Stored records:
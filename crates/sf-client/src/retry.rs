//! Retry policy with exponential backoff and jitter.

use rand::Rng;
use std::time::Duration;

/// Configuration for retry behavior.
#[derive(Debug, Clone)]
pub struct RetryConfig {
    /// Maximum number of retries after the first attempt.
    pub max_attempts: u32,
    /// Delay before the first retry.
    pub initial_delay: Duration,
    /// Upper bound on any computed backoff delay.
    pub max_delay: Duration,
    /// Backoff strategy to use.
    pub backoff: BackoffStrategy,
    /// Whether to honor `Retry-After` on 429 responses.
    pub respect_retry_after: bool,
    /// Cap applied to `Retry-After`.
    pub max_retry_after: Duration,
}

impl Default for RetryConfig {
    fn default() -> Self {
        Self {
            max_attempts: 3,
            initial_delay: Duration::from_millis(500),
            max_delay: Duration::from_secs(30),
            backoff: BackoffStrategy::ExponentialWithJitter { factor: 2.0 },
            respect_retry_after: true,
            max_retry_after: Duration::from_secs(60),
        }
    }
}

impl RetryConfig {
    /// Set the maximum number of retries.
    pub fn with_max_attempts(mut self, attempts: u32) -> Self {
        self.max_attempts = attempts;
        self
    }

    /// Set the delay before the first retry.
    pub fn with_initial_delay(mut self, delay: Duration) -> Self {
        self.initial_delay = delay;
        self
    }

    /// Set the backoff strategy.
    pub fn with_backoff(mut self, backoff: BackoffStrategy) -> Self {
        self.backoff = backoff;
        self
    }

    /// A config that never retries.
    pub fn no_retry() -> Self {
        Self {
            max_attempts: 0,
            ..Default::default()
        }
    }
}

/// Backoff strategy for determining retry delays.
#[derive(Debug, Clone, Copy)]
pub enum BackoffStrategy {
    /// Same delay every time.
    Constant,
    /// `initial * factor^attempt`.
    Exponential { factor: f64 },
    /// Exponential plus a random jitter of up to the base delay.
    ExponentialWithJitter { factor: f64 },
}

impl BackoffStrategy {
    /// Calculate the delay for a given attempt number (0-indexed).
    ///
    /// The result never exceeds `max_delay`, however large `attempt` gets.
    pub fn delay(&self, attempt: u32, initial_delay: Duration, max_delay: Duration) -> Duration {
        let exponent = attempt.min(i32::MAX as u32) as i32;
        let secs = match self {
            BackoffStrategy::Constant => return std::cmp::min(initial_delay, max_delay),
            BackoffStrategy::Exponential { factor } => {
                initial_delay.as_secs_f64() * factor.powi(exponent)
            }
            BackoffStrategy::ExponentialWithJitter { factor } => {
                let base = initial_delay.as_secs_f64() * factor.powi(exponent);
                base + rand::rng().random::<f64>() * base
            }
        };

        // Clamp before converting: `Duration` cannot hold the unclamped product.
        Duration::try_from_secs_f64(secs.min(max_delay.as_secs_f64())).unwrap_or(max_delay)
    }
}

/// Per-request retry state.
#[derive(Debug, Clone)]
pub struct RetryPolicy {
    config: RetryConfig,
    attempt: u32,
}

impl RetryPolicy {
    /// Create a new retry policy from config.
    pub fn new(config: RetryConfig) -> Self {
        Self { config, attempt: 0 }
    }

    /// Number of retries consumed so far.
    pub fn attempt(&self) -> u32 {
        self.attempt
    }

    /// Returns true if another retry is allowed.
    pub fn should_retry(&self) -> bool {
        self.attempt < self.config.max_attempts
    }

    /// Consume one retry and return how long to wait before it.
    /// Returns None once retries are exhausted.
    pub fn next_delay(&mut self, retry_after: Option<Duration>) -> Option<Duration> {
        if !self.should_retry() {
            return None;
        }

        let delay = match retry_after {
            Some(retry_after) if self.config.respect_retry_after => {
                std::cmp::min(retry_after, self.config.max_retry_after)
            }
            _ => self.config.backoff.delay(
                self.attempt,
                self.config.initial_delay,
                self.config.max_delay,
            ),
        };

        self.attempt += 1;
        Some(delay)
    }
}

#[cfg(test)]
mod tests {
    use super::*;

    #[test]
    fn test_no_retry() {
        let policy = RetryPolicy::new(RetryConfig::no_retry());
        assert!(!policy.should_retry());
    }

    #[test]
    fn test_constant_backoff() {
        let initial = Duration::from_secs(1);
        let max = Duration::from_secs(60);
        assert_eq!(BackoffStrategy::Constant.delay(0, initial, max), initial);
        assert_eq!(BackoffStrategy::Constant.delay(5, initial, max), initial);
    }

    #[test]
    fn test_exponential_backoff_caps_at_max() {
        let strategy = BackoffStrategy::Exponential { factor: 2.0 };
        let initial = Duration::from_secs(1);
        let max = Duration::from_secs(60);

        assert_eq!(strategy.delay(0, initial, max), Duration::from_secs(1));
        assert_eq!(strategy.delay(2, initial, max), Duration::from_secs(4));
        assert_eq!(strategy.delay(10, initial, max), Duration::from_secs(60));
    }

    #[test]
    fn test_jitter_stays_within_double_base() {
        let strategy = BackoffStrategy::ExponentialWithJitter { factor: 2.0 };
        let delay = strategy.delay(1, Duration::from_secs(1), Duration::from_secs(60));
        assert!(delay >= Duration::from_secs(2));
        assert!(delay <= Duration::from_secs(4));
    }

    #[test]
    fn test_huge_attempt_is_capped_not_overflowed() {
        let initial = Duration::from_millis(500);
        let max = Duration::from_secs(30);

        for strategy in [
            BackoffStrategy::Exponential { factor: 2.0 },
            BackoffStrategy::ExponentialWithJitter { factor: 2.0 },
        ] {
            assert_eq!(strategy.delay(70, initial, max), max);
            assert_eq!(strategy.delay(u32::MAX, initial, max), max);
        }
    }

    #[test]
    fn test_long_policy_never_exceeds_max_delay() {
        let mut policy = RetryPolicy::new(
            RetryConfig::default()
                .with_max_attempts(100)
                .with_backoff(BackoffStrategy::Exponential { factor: 2.0 }),
        );

        let mut delays = Vec::new();
        while let Some(delay) = policy.next_delay(None) {
            delays.push(delay);
        }
        assert_eq!(delays.len(), 100);
        assert_eq!(delays[99], Duration::from_secs(30));
        assert!(delays.iter().all(|d| *d <= Duration::from_secs(30)));
    }

    #[test]
    fn test_policy_exhausts() {
        let mut policy = RetryPolicy::new(RetryConfig::default().with_max_attempts(2));

        assert!(policy.next_delay(None).is_some());
        assert!(policy.next_delay(None).is_some());
        assert_eq!(policy.attempt(), 2);
        assert!(policy.next_delay(None).is_none());
    }

    #[test]
    fn test_retry_after_is_capped() {
        let mut policy = RetryPolicy::new(RetryConfig::default());

        let delay = policy.next_delay(Some(Duration::from_secs(30))).unwrap();
        assert_eq!(delay, Duration::from_secs(30));

        let delay = policy.next_delay(Some(Duration::from_secs(120))).unwrap();
        assert_eq!(delay, Duration::from_secs(60));
    }
}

**What is needed**
Report the lines above that have the word "true" in them.

**Answer to this problem**
            respect_retry_after: true,
    /// Returns true if another retry is allowed.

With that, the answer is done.